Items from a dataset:
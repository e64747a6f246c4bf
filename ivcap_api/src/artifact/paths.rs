use ivcap_core::prelude::UrlPath;

const ROOT: &str = "1/artifacts";

pub fn list_artifact_path() -> String {
    UrlPath::new().with_raw(ROOT).into_string()
}

pub fn upload_artifact_path() -> String {
    UrlPath::new().with_raw(ROOT).into_string()
}

pub fn read_artifact_path(id: &str) -> String {
    UrlPath::new().with_raw(ROOT).with_segment(id).into_string()
}

fn collection_path(id: &str, name: &str) -> String {
    UrlPath::new()
        .with_raw(ROOT)
        .with_segment(id)
        .with_raw(".collections")
        .with_segment(name)
        .into_string()
}

pub fn add_collection_artifact_path(id: &str, name: &str) -> String {
    collection_path(id, name)
}

pub fn remove_collection_artifact_path(id: &str, name: &str) -> String {
    collection_path(id, name)
}

fn metadata_path(id: &str, schema: &str) -> String {
    UrlPath::new()
        .with_raw(ROOT)
        .with_segment(id)
        .with_raw(".metadata")
        .with_segment(schema)
        .into_string()
}

pub fn add_metadata_artifact_path(id: &str, schema: &str) -> String {
    metadata_path(id, schema)
}

pub fn remove_metadata_artifact_path(id: &str, schema: &str) -> String {
    metadata_path(id, schema)
}

#[cfg(test)]
mod test {
    use super::*;

    #[test]
    fn artifact_paths() {
        assert_eq!(list_artifact_path(), "/1/artifacts");
        assert_eq!(upload_artifact_path(), "/1/artifacts");
        assert_eq!(read_artifact_path("abc"), "/1/artifacts/abc");
        assert_eq!(
            add_collection_artifact_path("abc", "coll1"),
            "/1/artifacts/abc/.collections/coll1"
        );
        assert_eq!(
            remove_metadata_artifact_path("urn:ivcap:artifact:1", "urn:schema:a"),
            "/1/artifacts/urn:ivcap:artifact:1/.metadata/urn:schema:a"
        );
    }

    #[test]
    fn caller_data_cannot_add_segments() {
        assert_eq!(read_artifact_path("a/../b"), "/1/artifacts/a%2F..%2Fb");
    }
}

■ About this task: From the entries above, copy every line where the word "schema" shows up.

■ Task answer:
fn metadata_path(id: &str, schema: &str) -> String {
        .with_segment(schema)
pub fn add_metadata_artifact_path(id: &str, schema: &str) -> String {
    metadata_path(id, schema)
pub fn remove_metadata_artifact_path(id: &str, schema: &str) -> String {
    metadata_path(id, schema)
            remove_metadata_artifact_path("urn:ivcap:artifact:1", "urn:schema:a"),
            "/1/artifacts/urn:ivcap:artifact:1/.metadata/urn:schema:a"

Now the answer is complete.